Trying to find and equation of a tangent line to (6-2x)^1/2 at x=1. For slope I’m getting -1/2, for x and y values I’m getting (1,2). The final equation I’m getting is not an answer my setup up was y-2=-1/2(x-1). Am I doing this right?

 

[Deleted member 4993]

Trying to find and equation of a tangent line to (6-2x)^1/2 at x=1. For slope I’m getting -1/2, for x and y values I’m getting (1,2). The final equation I’m getting is not an answer my setup up was y-2=-1/2(x-1). Am I doing this right?

y = (6-2x)^1/2

dy/dx = 1/2 *(-2) * (6-2x)^(-1/2)

at x = 1 → dy/dx = -1/2 and y = 2

equation of the tangent line:

y - 2 = (-1/2) * (x - 1) or

y - 2 = (1/2) * (1 - x)

Looks good to me.....

 

[tkhunny]

Trying to find and equation of a tangent line to (6-2x)^1/2 at x=1. For slope I’m getting -1/2, for x and y values I’m getting (1,2). The final equation I’m getting is not an answer my setup up was y-2=-1/2(x-1). Am I doing this right?

...except that "(6-2x)^1/2" doesn't mean anything. Is that supposed to be a function definition or just an expression floating in space?

 

[Steven G]

Trying to find and equation of a tangent line to (6-2x)^1/2 at x=1. For slope I’m getting -1/2, for x and y values I’m getting (1,2). The final equation I’m getting is not an answer my setup up was y-2=-1/2(x-1). Am I doing this right?

First, you really need to what equals (6-2x)^1/2. It could be that y² = (6-2x)^1/2 or any number of expressions.

Just because your answer does not look like what you want it still can be right. Any line can be uniquely formed with two points. You can plug in to different x's (including x=1 since we know y=2) and find the correspond y values in both equations (your equation and the equation from your answer sheet). If you get the same y values from each equation (for both x's) then you have the correct answer, just in a different form.

Now if your answer does not look like the answer sheet's answer then you need to change the way your equation looks (this is why we ask for the EXACT question to be posted)

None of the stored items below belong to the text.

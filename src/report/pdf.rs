//! Native PDF rendering with the builtin Helvetica faces.

use std::io::BufWriter;

use printpdf::*;

use super::format::{format_currency, format_long_date, report_file_stem};
use super::outline::{
    build_sections, display_name, greeting, Block, Tone, COMPANY_NAME, COVER_BADGE,
    COVER_SUBTITLE, FOOTER_LINE, LETTER_CLOSING, LETTER_PARAGRAPHS, LETTER_TITLE, SIGNATURE_TEAM,
};
use super::{RenderError, WelcomeReport};

const PAGE_WIDTH: f32 = 210.0;
const PAGE_HEIGHT: f32 = 297.0;
const TOP: f32 = 280.0;
const BOTTOM: f32 = 20.0;
const LEFT: f32 = 20.0;
const INDENT: f32 = 25.0;
const BODY_CHARS: usize = 90;

/// Cursor over the current page; starts a new page when the next line
/// would cross the bottom margin.
struct Writer {
    doc: PdfDocumentReference,
    layer: PdfLayerReference,
    font: IndirectFontRef,
    bold: IndirectFontRef,
    y: f32,
    pages: usize,
}

impl Writer {
    fn new(title: &str) -> Result<Self, RenderError> {
        let (doc, page1, layer1) =
            PdfDocument::new(title, Mm(PAGE_WIDTH), Mm(PAGE_HEIGHT), "Layer 1");
        let layer = doc.get_page(page1).get_layer(layer1);
        let font = doc
            .add_builtin_font(BuiltinFont::Helvetica)
            .map_err(|e| RenderError::Pdf(format!("PDF font error: {e}")))?;
        let bold = doc
            .add_builtin_font(BuiltinFont::HelveticaBold)
            .map_err(|e| RenderError::Pdf(format!("PDF font error: {e}")))?;
        Ok(Self {
            doc,
            layer,
            font,
            bold,
            y: TOP,
            pages: 1,
        })
    }

    fn new_page(&mut self) {
        let (page, layer) = self
            .doc
            .add_page(Mm(PAGE_WIDTH), Mm(PAGE_HEIGHT), format!("Layer {}", self.pages + 1));
        self.layer = self.doc.get_page(page).get_layer(layer);
        self.y = TOP;
        self.pages += 1;
    }

    fn ensure_room(&mut self, height: f32) {
        if self.y - height < BOTTOM {
            self.new_page();
        }
    }

    fn line(&mut self, text: &str, size: f32, x: f32, bold: bool, advance: f32) {
        self.ensure_room(advance);
        let font = if bold { &self.bold } else { &self.font };
        self.layer.use_text(text, size, Mm(x), Mm(self.y), font);
        self.y -= advance;
    }

    fn wrapped(&mut self, text: &str, size: f32, x: f32, bold: bool) {
        for line in wrap_text(text, BODY_CHARS) {
            self.line(&line, size, x, bold, 4.8);
        }
    }

    fn gap(&mut self, height: f32) {
        self.y -= height;
    }

    fn finish(self) -> Result<Vec<u8>, RenderError> {
        let mut buf = BufWriter::new(Vec::new());
        self.doc
            .save(&mut buf)
            .map_err(|e| RenderError::Pdf(format!("PDF save error: {e}")))?;
        buf.into_inner()
            .map_err(|e| RenderError::Pdf(format!("PDF buffer error: {e}")))
    }
}

/// Render the report as PDF bytes.
pub fn render_pdf_document(report: &WelcomeReport) -> Result<Vec<u8>, RenderError> {
    let title = report_file_stem(&report.condominium_name, &report.generated_at);
    let mut w = Writer::new(&title)?;

    // Cover
    w.y = 190.0;
    w.line(COVER_BADGE, 11.0, LEFT, false, 14.0);
    w.line(display_name(report), 24.0, LEFT, true, 12.0);
    w.line(COVER_SUBTITLE, 14.0, LEFT, false, 16.0);
    let manager = report.manager_name.trim();
    if !manager.is_empty() {
        w.line(&format!("Síndico(a): {manager}"), 11.0, LEFT, false, 6.0);
    }
    w.line(&format_long_date(&report.generated_at), 11.0, LEFT, false, 6.0);

    // Letter
    w.new_page();
    w.line(LETTER_TITLE, 16.0, LEFT, true, 10.0);
    w.wrapped(&greeting(report), 10.0, LEFT, false);
    w.gap(3.0);
    for paragraph in LETTER_PARAGRAPHS {
        w.wrapped(paragraph, 10.0, LEFT, false);
        w.gap(3.0);
    }
    w.wrapped(LETTER_CLOSING, 10.0, LEFT, true);
    w.gap(8.0);
    w.line("Atenciosamente,", 10.0, LEFT, false, 5.0);
    w.line(SIGNATURE_TEAM, 10.0, LEFT, true, 5.0);
    w.line(COMPANY_NAME, 10.0, LEFT, false, 5.0);

    let sections = build_sections(report);
    if !sections.is_empty() {
        w.new_page();
    }
    for section in &sections {
        w.ensure_room(20.0);
        w.gap(2.0);
        w.line(&section.heading(), 14.0, LEFT, true, 8.0);
        for block in &section.blocks {
            write_block(&mut w, block);
        }
        w.gap(4.0);
    }

    w.gap(6.0);
    w.line(FOOTER_LINE, 8.0, LEFT, false, 4.0);
    w.finish()
}

fn write_block(w: &mut Writer, block: &Block) {
    match block {
        Block::Subheading(text) => {
            w.ensure_room(12.0);
            w.gap(2.0);
            w.line(text, 11.0, LEFT, true, 6.0);
        }
        Block::Paragraph(text) => w.wrapped(text, 9.5, LEFT, false),
        Block::Fields { rows, total } => {
            for (i, (label, value)) in rows.iter().enumerate() {
                let emphasize = *total && i + 1 == rows.len();
                w.wrapped(&format!("{label}: {value}"), 9.5, INDENT, emphasize);
            }
        }
        Block::Table { header, rows } => {
            w.wrapped(&header.join(" | "), 9.5, INDENT, true);
            for row in rows {
                w.wrapped(&row.join(" | "), 9.5, INDENT, false);
            }
        }
        Block::Bullets(items) => {
            for item in items {
                w.wrapped(&format!("· {item}"), 9.5, INDENT, false);
            }
        }
        Block::Callout { tone, text } => {
            w.gap(1.0);
            w.wrapped(text, 9.5, INDENT, !matches!(tone, Tone::Neutral));
            w.gap(1.0);
        }
        Block::Bars(bars) => {
            for bar in bars {
                let filled = (bar.percent / 5.0).round() as usize;
                let text = format!(
                    "{} {} {}",
                    bar.label,
                    "|".repeat(filled.max(1)),
                    format_currency(Some(bar.amount))
                );
                w.wrapped(&text, 9.5, INDENT, false);
            }
        }
    }
}

/// Simple word-wrap helper for PDF text rendering.
fn wrap_text(text: &str, max_chars: usize) -> Vec<String> {
    let mut lines = Vec::new();
    let mut current = String::new();

    for word in text.split_whitespace() {
        if current.chars().count() + word.chars().count() + 1 > max_chars && !current.is_empty() {
            lines.push(std::mem::take(&mut current));
        }
        if !current.is_empty() {
            current.push(' ');
        }
        current.push_str(word);
    }
    if !current.is_empty() {
        lines.push(current);
    }
    if lines.is_empty() {
        lines.push(String::new());
    }
    lines
}

#[cfg(test)]
mod tests {
    use super::*;
    use serde_json::json;

    #[test]
    fn empty_report_is_a_pdf() {
        let bytes = render_pdf_document(&WelcomeReport::default()).unwrap();
        // PDF magic bytes: %PDF
        assert_eq!(&bytes[0..4], b"%PDF");
    }

    #[test]
    fn long_report_spans_pages() {
        let processes: Vec<_> = (0..60)
            .map(|i| json!({"identificacao": format!("000{i}"), "descricao": "Cobrança de cotas em atraso"}))
            .collect();
        let report: WelcomeReport =
            serde_json::from_value(json!({"juridico": {"processos": processes}})).unwrap();
        let bytes = render_pdf_document(&report).unwrap();
        assert_eq!(&bytes[0..4], b"%PDF");
    }

    #[test]
    fn wrap_text_respects_width() {
        let lines = wrap_text("uma frase com várias palavras para quebrar", 15);
        assert!(lines.iter().all(|l| l.chars().count() <= 15));
        assert_eq!(lines.join(" "), "uma frase com várias palavras para quebrar");
        assert_eq!(wrap_text("", 10), vec![String::new()]);
    }
}
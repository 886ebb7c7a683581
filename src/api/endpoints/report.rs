//! Report rendering from a client-supplied report model.
//!
//! `POST /api/generate-report`: `{data, format}`. `word` returns DOCX,
//! `native-pdf` PDF bytes, and `pdf`, `html` or no format the printable HTML.

use axum::extract::State;
use axum::http::header;
use axum::response::{IntoResponse, Response};
use axum::Json;
use serde::Deserialize;

use crate::api::error::ApiError;
use crate::api::types::ApiContext;
use crate::report::{self, RenderedReport, ReportFormat, WelcomeReport};

#[derive(Deserialize)]
pub struct GenerateReportRequest {
    pub data: Option<WelcomeReport>,
    pub format: Option<String>,
}

pub async fn generate(
    State(_ctx): State<ApiContext>,
    Json(request): Json<GenerateReportRequest>,
) -> Result<Response, ApiError> {
    let data = request
        .data
        .ok_or_else(|| ApiError::BadRequest("Report data not provided".into()))?;
    let format = parse_format(request.format.as_deref())?;
    render_response(data, format).await
}

/// Absent format falls back to HTML.
pub(crate) fn parse_format(format: Option<&str>) -> Result<ReportFormat, ApiError> {
    match format.map(str::trim).filter(|f| !f.is_empty()) {
        Some(f) => Ok(f.parse::<ReportFormat>()?),
        None => Ok(ReportFormat::Html),
    }
}

/// Render on the blocking pool and wrap the bytes with the right headers.
pub(crate) async fn render_response(
    report: WelcomeReport,
    format: ReportFormat,
) -> Result<Response, ApiError> {
    let rendered = tokio::task::spawn_blocking(move || report::render(&report, format)).await??;
    Ok(into_response(rendered))
}

fn into_response(rendered: RenderedReport) -> Response {
    let content_type = rendered.format.content_type();
    match rendered.format {
        ReportFormat::Html => {
            ([(header::CONTENT_TYPE, content_type.to_string())], rendered.bytes).into_response()
        }
        ReportFormat::Pdf | ReportFormat::Word => (
            [
                (header::CONTENT_TYPE, content_type.to_string()),
                (
                    header::CONTENT_DISPOSITION,
                    format!("attachment; filename=\"{}\"", rendered.file_name),
                ),
            ],
            rendered.bytes,
        )
            .into_response(),
    }
}
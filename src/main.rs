fn main() -> std::process::ExitCode {
    boasvindas_lib::run()
}
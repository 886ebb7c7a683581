//! Category merge engine.
//!
//! Seven pure reducers, one per document category, each folding a newly
//! extracted fragment into the value accumulated so far for that category:
//!
//! ```text
//! merge(existing | absent, incoming) -> accumulated
//! ```
//!
//! Reducers never fail. Missing or malformed sub-fields resolve to
//! "existing retained" or stay absent. Scalar "latest wins" fields depend on
//! application order; list fields are unions by a dedup key and end up with
//! the same set of entries whatever the order.

pub mod convention;
pub mod financial;
pub mod minutes;
pub mod policy;
pub mod records;

use crate::models::CategoryValue;

/// Same-typed merge of an accumulated value with an incoming fragment.
pub trait Merge: Sized {
    /// `self` is the accumulated value, `incoming` the newer fragment.
    fn merge(self, incoming: Self) -> Self;
}

/// Dispatch on category. The session only ever pairs values of the same
/// category; a mismatched pair is resolved by taking the fragment.
pub fn merge(existing: Option<CategoryValue>, incoming: CategoryValue) -> CategoryValue {
    use CategoryValue::*;

    let Some(existing) = existing else {
        return incoming;
    };

    match (existing, incoming) {
        (Convention(a), Convention(b)) => Convention(a.merge(b)),
        (Financial(a), Financial(b)) => Financial(a.merge(b)),
        (Minutes(a), Minutes(b)) => Minutes(a.merge(b)),
        (Certificates(a), Certificates(b)) => Certificates(a.merge(b)),
        (Personnel(a), Personnel(b)) => Personnel(a.merge(b)),
        (Legal(a), Legal(b)) => Legal(a.merge(b)),
        (Miscellaneous(a), Miscellaneous(b)) => Miscellaneous(a.merge(b)),
        (existing, incoming) => {
            tracing::warn!(
                existing = %existing.category(),
                incoming = %incoming.category(),
                "Category mismatch in merge, keeping incoming fragment"
            );
            incoming
        }
    }
}

/// Fold a sequence of fragments from an absent accumulator.
pub fn fold<I>(fragments: I) -> Option<CategoryValue>
where
    I: IntoIterator<Item = CategoryValue>,
{
    fragments
        .into_iter()
        .fold(None, |acc, fragment| Some(merge(acc, fragment)))
}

For example. if you want/need the answer to be in the form of y=....

y-2=-(1/2)(x-1)
y= -(1/2)(x-1) + 2
y= -(1/2)x +1/2 + 2
y= -(1/2)x +5/2 OR y = (-1x + 5)/2

 

[Vladd29]

y = (6-2x)^1/2

dy/dx = 1/2 *(-2) * (6-2x)^(-1/2)

at x = 1 → dy/dx = -1/2 and y = 2

equation of the tangent line:

y - 2 = (-1/2) * (x - 1) or

y - 2 = (1/2) * (1 - x)

Looks good to me.....

i figured out my problem, I was multiplying the equation wrong. Thanks for your help!

 

[lookagain]

Trying to find and equation of a tangent line to (6-2x)^1/2 at x=1.

As others referred to, for this to make sense/work out, it must be written out equivalent to:

y = (6-2x)^(1/2)


The grouping symbols around the fractional exponent are required because of the Order of Operations.

Otherwise, whenever any of you above have typed that without the grouping symbols, that is equivalent to \(\displaystyle \ \ \dfrac{(6 - 2x)^1}{2}\).